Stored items
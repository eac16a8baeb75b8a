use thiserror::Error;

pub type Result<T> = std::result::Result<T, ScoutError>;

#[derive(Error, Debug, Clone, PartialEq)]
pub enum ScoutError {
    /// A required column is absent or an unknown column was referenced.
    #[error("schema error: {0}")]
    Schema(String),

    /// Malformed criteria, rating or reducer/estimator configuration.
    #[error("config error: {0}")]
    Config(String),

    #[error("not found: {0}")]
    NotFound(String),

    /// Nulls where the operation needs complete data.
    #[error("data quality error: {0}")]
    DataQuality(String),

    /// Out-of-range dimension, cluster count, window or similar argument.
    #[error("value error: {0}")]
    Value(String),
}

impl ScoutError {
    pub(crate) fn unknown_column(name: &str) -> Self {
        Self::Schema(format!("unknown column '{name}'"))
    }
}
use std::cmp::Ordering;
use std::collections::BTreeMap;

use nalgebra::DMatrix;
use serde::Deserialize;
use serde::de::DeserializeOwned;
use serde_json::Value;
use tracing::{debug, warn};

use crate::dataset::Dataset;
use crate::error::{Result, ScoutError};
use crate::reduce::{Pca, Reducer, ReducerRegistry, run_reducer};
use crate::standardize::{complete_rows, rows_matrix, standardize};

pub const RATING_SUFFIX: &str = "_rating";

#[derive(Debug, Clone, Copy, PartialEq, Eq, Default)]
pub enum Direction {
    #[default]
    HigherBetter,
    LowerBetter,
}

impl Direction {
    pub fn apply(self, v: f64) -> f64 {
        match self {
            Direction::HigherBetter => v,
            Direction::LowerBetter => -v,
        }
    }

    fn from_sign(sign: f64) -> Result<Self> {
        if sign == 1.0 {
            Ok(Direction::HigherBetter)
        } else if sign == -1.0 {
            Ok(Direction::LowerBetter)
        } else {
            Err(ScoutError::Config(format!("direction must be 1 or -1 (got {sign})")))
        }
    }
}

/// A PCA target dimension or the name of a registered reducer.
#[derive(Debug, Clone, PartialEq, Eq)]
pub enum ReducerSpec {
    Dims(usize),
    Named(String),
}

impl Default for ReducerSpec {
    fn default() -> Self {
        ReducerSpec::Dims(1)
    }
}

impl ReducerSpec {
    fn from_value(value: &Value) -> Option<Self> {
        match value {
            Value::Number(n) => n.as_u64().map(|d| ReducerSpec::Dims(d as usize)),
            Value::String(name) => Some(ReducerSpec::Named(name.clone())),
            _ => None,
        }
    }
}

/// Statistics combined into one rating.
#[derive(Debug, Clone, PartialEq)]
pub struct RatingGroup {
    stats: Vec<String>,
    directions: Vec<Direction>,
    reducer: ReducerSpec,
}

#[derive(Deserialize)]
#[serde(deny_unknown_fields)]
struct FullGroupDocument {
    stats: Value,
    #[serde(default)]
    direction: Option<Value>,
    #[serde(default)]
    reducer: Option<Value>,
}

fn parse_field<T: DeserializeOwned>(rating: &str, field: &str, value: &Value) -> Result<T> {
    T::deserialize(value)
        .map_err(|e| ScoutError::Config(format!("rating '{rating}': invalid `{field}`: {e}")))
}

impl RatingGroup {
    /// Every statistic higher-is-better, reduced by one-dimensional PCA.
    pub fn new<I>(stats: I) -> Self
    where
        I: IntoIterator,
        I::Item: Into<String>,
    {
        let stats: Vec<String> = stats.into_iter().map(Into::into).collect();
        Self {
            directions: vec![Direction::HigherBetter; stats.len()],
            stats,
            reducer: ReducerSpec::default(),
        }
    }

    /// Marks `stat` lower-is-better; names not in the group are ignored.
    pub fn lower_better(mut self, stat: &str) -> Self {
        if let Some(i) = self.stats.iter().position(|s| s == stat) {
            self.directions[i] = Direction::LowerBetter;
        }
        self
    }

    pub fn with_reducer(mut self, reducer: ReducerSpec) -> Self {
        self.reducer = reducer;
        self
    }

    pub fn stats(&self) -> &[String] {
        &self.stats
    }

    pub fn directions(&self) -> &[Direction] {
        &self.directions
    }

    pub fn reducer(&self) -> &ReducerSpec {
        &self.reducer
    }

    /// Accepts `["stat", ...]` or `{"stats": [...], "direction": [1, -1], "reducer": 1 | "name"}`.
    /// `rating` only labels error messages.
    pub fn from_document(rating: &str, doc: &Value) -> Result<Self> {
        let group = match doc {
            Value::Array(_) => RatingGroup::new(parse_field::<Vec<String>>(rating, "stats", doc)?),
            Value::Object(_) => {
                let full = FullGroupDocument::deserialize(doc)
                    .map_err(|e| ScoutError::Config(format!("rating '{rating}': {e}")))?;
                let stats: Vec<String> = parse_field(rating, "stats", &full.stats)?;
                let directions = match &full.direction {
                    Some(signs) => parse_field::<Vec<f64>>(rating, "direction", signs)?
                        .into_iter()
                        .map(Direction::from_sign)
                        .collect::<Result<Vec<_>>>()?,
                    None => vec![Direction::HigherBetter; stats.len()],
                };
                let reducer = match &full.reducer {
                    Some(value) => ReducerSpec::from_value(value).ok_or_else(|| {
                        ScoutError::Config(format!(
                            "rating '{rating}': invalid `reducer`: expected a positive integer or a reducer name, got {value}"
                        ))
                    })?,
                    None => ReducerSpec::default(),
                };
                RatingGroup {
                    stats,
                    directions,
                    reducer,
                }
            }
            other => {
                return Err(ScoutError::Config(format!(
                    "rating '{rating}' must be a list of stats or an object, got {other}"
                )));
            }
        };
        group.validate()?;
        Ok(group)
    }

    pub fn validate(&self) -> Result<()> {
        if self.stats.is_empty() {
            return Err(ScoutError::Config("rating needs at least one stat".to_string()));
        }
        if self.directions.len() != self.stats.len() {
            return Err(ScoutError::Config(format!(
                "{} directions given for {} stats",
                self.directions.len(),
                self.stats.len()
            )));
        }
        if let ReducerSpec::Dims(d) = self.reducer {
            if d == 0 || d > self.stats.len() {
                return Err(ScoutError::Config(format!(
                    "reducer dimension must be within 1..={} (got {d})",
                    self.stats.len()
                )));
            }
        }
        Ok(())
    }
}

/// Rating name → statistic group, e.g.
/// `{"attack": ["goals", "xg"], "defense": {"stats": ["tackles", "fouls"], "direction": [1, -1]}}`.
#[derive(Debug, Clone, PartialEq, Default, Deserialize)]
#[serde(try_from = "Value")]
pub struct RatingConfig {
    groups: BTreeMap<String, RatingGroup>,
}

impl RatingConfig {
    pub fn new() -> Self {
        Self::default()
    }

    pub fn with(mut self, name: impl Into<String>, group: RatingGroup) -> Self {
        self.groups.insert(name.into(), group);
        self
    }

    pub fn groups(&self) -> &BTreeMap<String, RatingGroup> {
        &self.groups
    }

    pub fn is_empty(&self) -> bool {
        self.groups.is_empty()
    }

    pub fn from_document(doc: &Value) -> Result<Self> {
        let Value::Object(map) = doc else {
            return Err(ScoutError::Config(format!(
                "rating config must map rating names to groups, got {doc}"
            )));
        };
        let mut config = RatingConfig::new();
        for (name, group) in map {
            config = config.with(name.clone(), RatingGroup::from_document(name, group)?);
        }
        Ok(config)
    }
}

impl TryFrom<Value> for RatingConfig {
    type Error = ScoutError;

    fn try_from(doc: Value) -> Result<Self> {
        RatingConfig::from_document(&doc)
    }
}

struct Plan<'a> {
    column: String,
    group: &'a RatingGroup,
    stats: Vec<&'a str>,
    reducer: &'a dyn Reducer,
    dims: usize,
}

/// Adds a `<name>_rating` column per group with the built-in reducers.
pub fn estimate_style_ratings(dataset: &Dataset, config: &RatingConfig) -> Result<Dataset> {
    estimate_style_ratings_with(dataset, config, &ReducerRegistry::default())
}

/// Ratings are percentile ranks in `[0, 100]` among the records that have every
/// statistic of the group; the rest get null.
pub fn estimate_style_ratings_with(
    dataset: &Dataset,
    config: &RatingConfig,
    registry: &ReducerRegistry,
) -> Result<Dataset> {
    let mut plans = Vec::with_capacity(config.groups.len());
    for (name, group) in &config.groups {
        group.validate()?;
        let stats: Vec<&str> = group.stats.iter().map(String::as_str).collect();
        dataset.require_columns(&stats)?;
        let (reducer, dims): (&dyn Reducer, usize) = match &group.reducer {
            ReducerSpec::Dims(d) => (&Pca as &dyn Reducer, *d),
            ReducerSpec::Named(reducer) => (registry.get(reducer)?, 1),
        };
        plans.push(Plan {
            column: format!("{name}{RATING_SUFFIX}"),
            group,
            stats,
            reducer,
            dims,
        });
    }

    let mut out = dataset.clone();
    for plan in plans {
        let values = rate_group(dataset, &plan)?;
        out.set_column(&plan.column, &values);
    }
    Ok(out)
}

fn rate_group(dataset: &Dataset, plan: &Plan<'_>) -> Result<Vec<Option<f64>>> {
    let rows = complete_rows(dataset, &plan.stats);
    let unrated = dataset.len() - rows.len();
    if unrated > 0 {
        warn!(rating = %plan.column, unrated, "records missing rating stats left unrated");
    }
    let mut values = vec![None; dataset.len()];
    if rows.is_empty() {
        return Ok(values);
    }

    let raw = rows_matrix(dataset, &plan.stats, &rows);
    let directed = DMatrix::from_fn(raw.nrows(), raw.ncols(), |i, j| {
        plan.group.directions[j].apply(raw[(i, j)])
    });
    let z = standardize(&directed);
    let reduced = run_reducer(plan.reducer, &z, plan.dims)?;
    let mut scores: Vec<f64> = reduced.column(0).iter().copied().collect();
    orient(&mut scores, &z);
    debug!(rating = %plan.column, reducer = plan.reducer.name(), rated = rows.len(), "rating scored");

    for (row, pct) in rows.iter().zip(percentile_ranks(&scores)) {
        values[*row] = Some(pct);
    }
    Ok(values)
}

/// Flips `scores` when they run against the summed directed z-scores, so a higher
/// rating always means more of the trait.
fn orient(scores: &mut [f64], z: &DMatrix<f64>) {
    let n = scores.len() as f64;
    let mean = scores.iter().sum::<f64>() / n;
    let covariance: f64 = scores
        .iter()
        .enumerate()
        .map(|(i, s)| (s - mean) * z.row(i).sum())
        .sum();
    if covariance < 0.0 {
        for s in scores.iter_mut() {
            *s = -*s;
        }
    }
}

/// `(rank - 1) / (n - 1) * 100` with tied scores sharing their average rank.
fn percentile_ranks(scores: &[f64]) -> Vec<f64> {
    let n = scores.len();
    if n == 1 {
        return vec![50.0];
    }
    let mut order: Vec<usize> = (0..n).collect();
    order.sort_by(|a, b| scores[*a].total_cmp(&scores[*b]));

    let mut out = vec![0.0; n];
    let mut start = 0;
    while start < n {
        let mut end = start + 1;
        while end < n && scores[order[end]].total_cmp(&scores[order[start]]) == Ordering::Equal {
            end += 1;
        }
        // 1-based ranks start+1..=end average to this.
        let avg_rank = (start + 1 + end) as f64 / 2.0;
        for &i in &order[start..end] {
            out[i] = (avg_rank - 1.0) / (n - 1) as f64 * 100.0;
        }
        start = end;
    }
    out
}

## TASK PROMPT:
The answer must be every line of the records that holds the string "other".

## SOLUTION FOR THIS EXERCISE:
            other => {
                    "rating '{rating}' must be a list of stats or an object, got {other}"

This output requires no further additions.